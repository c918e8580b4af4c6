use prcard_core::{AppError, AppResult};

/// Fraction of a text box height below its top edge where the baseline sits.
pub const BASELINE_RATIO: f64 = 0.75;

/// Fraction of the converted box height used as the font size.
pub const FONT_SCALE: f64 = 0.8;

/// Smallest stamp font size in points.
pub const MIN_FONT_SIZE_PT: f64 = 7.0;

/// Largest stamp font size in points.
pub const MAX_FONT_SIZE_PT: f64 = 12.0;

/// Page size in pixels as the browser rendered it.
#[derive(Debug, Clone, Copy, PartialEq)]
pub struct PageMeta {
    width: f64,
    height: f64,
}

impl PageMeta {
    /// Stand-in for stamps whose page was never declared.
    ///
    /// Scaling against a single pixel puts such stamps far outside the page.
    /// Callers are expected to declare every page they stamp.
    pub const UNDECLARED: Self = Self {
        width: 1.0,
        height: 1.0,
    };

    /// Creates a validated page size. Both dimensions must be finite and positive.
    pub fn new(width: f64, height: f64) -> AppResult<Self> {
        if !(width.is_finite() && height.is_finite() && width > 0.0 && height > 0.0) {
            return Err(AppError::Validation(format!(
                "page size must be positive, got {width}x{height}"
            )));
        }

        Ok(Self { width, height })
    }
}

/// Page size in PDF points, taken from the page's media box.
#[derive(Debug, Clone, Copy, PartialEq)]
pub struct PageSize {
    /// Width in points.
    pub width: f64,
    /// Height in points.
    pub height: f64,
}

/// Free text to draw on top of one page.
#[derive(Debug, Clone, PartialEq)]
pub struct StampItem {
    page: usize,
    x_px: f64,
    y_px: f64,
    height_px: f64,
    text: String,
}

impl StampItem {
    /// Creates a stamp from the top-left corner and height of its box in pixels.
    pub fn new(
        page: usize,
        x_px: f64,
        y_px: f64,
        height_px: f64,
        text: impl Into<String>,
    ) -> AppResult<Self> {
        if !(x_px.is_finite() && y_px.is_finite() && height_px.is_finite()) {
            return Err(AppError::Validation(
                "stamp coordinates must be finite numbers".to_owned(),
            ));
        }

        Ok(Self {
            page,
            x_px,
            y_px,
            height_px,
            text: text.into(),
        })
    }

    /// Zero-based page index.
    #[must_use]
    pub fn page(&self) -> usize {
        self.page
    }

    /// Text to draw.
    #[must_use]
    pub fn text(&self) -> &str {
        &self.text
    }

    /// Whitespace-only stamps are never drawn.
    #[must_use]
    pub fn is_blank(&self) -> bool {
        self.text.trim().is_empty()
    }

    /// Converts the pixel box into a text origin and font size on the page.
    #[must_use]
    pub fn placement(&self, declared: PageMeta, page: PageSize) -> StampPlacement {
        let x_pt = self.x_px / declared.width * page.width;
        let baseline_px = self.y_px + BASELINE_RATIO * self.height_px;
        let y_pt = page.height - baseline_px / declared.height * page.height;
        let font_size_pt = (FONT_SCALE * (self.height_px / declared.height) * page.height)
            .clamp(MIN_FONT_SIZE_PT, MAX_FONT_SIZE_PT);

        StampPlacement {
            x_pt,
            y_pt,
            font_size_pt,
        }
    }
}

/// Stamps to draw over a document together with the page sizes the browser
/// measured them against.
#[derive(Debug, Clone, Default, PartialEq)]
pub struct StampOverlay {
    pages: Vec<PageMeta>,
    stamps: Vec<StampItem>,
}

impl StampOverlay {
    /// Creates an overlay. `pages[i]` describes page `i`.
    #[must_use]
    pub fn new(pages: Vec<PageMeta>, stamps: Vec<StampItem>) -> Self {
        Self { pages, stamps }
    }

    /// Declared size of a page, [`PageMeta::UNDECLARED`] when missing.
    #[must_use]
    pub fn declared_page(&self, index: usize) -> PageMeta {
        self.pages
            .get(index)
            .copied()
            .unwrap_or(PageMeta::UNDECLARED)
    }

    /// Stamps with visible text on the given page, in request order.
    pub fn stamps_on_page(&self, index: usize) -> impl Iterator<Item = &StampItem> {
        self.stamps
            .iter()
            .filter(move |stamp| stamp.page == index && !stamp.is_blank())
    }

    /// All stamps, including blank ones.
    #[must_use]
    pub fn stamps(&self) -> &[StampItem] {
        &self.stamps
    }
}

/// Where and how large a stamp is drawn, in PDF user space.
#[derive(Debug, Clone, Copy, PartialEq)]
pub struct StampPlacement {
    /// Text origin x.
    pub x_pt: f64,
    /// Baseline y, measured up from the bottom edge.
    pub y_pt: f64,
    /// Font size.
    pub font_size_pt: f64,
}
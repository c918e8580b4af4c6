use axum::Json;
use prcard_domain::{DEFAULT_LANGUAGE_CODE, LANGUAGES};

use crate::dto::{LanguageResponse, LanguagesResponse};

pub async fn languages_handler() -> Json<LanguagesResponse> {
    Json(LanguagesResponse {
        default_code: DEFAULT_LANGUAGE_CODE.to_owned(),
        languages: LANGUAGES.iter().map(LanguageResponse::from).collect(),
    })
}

------------------------

* Task requirements
Could you output exactly the lines from the one containing "pub async fn" to the end of the entries above, both included, and no others?

* Response to this exercise
pub async fn languages_handler() -> Json<LanguagesResponse> {
    Json(LanguagesResponse {
        default_code: DEFAULT_LANGUAGE_CODE.to_owned(),
        languages: LANGUAGES.iter().map(LanguageResponse::from).collect(),
    })
}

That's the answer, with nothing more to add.